Aim of the exercise
Among the records below, find the lines that contain "EventType" and copy each of them.

※

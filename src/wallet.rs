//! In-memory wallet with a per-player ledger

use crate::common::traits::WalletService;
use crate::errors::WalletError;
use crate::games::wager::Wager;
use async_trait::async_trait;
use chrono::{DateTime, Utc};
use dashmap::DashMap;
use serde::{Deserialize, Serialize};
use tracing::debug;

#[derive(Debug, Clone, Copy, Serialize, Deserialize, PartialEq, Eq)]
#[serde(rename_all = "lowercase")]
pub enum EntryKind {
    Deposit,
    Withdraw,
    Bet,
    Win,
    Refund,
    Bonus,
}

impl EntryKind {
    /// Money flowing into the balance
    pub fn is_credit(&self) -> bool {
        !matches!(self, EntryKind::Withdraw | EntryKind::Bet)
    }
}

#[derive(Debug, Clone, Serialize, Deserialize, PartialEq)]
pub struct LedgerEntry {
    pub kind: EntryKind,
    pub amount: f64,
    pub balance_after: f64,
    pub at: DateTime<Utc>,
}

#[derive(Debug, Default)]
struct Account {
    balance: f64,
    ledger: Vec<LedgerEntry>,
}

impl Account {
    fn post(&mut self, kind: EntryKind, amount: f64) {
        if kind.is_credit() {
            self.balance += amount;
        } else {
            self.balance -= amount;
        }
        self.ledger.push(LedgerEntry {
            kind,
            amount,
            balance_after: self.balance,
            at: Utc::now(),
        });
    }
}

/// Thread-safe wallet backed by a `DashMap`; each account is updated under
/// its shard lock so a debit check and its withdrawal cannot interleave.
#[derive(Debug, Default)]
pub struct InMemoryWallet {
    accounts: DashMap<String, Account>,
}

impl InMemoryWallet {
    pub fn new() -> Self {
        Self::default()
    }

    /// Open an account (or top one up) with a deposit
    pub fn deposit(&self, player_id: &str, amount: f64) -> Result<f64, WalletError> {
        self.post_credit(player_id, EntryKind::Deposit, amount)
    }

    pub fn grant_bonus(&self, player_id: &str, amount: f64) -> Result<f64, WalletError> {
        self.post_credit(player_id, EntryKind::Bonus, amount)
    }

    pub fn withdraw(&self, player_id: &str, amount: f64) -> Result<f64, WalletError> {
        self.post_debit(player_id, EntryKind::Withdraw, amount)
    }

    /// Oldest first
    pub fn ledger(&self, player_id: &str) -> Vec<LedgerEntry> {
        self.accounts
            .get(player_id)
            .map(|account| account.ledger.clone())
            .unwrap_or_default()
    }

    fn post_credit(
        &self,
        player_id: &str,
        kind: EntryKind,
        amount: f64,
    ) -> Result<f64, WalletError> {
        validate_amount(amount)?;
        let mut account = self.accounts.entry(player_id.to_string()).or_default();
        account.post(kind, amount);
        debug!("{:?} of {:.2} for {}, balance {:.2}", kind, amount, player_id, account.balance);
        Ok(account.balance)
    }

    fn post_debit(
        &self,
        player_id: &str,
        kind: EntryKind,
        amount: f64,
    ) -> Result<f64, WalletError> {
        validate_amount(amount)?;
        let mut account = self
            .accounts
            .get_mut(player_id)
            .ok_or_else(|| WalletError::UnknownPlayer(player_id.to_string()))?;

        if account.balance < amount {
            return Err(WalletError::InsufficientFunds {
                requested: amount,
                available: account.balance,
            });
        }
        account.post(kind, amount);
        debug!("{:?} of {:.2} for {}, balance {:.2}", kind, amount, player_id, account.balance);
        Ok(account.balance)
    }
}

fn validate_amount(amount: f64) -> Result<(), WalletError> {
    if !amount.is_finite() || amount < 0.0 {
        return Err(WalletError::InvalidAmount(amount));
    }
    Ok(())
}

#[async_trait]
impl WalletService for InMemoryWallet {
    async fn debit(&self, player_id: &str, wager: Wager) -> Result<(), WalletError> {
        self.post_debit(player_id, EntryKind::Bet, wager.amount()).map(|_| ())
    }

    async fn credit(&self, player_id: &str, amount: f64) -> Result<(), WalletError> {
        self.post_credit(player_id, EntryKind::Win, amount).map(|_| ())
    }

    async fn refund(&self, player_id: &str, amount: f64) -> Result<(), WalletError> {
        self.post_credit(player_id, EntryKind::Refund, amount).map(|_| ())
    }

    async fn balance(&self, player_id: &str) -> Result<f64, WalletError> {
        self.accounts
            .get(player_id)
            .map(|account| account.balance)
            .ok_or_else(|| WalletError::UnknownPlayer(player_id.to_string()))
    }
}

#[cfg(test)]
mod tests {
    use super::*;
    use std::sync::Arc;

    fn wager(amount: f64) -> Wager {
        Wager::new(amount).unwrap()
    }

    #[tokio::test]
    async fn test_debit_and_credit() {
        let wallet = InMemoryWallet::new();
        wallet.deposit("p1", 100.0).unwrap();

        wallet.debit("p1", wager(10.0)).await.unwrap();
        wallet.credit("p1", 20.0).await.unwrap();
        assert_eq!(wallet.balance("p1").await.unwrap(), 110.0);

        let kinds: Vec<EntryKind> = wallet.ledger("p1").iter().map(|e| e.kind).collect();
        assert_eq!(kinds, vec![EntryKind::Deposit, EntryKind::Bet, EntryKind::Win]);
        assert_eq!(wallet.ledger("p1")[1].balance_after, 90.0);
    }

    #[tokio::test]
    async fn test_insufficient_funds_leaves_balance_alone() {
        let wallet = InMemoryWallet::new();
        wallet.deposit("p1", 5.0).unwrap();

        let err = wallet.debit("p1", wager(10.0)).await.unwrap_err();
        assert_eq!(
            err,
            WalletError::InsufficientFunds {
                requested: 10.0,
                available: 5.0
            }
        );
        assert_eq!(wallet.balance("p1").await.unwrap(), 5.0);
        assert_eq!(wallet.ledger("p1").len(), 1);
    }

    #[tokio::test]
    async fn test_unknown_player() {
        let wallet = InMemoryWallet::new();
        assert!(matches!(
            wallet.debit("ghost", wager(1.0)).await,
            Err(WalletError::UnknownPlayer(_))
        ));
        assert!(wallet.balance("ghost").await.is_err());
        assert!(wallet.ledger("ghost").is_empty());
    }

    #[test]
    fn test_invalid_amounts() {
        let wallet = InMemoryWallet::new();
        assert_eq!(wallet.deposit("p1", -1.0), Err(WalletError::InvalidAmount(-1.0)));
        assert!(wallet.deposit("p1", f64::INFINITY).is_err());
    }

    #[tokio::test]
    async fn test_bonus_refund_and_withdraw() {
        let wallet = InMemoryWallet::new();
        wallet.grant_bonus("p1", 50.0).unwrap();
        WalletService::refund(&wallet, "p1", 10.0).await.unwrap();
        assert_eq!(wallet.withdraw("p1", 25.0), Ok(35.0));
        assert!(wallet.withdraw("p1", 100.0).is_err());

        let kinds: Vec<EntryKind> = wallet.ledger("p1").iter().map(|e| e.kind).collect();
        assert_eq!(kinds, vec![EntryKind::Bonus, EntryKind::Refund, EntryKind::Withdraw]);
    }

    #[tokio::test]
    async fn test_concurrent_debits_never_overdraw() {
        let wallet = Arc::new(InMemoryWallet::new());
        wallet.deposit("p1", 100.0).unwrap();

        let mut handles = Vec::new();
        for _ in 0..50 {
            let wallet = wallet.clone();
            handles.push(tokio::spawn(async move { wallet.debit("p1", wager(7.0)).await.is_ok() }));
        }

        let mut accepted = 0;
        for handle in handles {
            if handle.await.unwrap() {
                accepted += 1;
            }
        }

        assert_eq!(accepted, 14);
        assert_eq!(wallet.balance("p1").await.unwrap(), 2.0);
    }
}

※

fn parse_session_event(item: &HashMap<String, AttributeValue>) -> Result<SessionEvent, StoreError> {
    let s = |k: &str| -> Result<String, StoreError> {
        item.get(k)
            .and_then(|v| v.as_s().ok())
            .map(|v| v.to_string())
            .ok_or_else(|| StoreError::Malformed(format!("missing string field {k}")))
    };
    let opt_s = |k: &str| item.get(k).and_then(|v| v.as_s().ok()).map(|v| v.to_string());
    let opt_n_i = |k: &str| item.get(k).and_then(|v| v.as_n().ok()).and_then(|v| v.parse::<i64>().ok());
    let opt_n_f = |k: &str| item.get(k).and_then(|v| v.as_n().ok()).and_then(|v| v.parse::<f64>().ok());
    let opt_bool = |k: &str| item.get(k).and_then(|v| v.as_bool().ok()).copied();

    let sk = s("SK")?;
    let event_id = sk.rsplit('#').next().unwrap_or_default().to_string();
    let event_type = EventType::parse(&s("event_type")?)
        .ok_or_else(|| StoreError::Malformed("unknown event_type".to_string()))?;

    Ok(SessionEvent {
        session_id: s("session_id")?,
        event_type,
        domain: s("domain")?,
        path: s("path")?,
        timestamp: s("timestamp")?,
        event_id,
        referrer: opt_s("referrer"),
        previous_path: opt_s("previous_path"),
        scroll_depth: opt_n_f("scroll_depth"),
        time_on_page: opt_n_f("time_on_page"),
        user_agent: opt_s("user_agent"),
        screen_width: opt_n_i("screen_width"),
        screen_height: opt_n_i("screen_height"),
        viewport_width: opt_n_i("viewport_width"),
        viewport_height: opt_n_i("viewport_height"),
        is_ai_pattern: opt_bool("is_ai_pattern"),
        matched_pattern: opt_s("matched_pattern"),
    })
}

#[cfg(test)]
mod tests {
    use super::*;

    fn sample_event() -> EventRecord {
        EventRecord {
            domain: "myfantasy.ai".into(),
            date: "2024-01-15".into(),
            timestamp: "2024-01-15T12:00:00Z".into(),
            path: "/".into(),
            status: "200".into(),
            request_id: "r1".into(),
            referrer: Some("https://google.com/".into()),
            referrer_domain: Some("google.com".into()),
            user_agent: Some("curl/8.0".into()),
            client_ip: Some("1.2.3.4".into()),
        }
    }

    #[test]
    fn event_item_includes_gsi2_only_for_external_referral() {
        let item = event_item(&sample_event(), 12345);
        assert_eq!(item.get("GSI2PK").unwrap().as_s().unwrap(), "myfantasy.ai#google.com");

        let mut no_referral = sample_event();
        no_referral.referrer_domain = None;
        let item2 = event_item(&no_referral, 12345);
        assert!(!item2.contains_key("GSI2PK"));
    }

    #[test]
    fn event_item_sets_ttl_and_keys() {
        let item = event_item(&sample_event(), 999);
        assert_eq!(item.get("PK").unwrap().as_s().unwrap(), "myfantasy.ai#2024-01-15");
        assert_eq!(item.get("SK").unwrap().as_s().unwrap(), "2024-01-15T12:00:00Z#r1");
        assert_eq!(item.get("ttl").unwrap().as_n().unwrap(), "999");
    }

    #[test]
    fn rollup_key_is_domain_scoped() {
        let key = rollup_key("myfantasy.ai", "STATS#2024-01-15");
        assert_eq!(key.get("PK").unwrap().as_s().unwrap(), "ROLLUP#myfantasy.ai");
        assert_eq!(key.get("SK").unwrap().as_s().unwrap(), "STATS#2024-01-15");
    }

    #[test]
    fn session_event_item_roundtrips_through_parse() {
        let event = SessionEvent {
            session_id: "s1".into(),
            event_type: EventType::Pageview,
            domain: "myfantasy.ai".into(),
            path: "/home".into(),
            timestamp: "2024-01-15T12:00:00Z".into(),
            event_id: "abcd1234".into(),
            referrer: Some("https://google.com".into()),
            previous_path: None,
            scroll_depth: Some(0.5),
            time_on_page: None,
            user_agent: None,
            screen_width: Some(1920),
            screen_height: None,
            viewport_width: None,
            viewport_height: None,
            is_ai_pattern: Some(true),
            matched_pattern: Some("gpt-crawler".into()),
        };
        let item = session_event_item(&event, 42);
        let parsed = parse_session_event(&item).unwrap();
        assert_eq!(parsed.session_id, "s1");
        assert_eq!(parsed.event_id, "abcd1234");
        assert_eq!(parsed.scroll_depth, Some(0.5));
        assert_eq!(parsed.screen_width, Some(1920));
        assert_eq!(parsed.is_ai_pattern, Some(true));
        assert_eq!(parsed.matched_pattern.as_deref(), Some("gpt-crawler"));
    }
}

※

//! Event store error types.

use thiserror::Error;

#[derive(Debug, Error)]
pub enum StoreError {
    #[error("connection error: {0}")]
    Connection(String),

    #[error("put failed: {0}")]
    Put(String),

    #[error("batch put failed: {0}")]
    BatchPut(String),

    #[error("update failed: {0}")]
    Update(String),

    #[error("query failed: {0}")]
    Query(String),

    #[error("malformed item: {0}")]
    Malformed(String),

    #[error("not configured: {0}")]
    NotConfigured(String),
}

※

Worked solution
    let event_type = EventType::parse(&s("event_type")?)
            event_type: EventType::Pageview,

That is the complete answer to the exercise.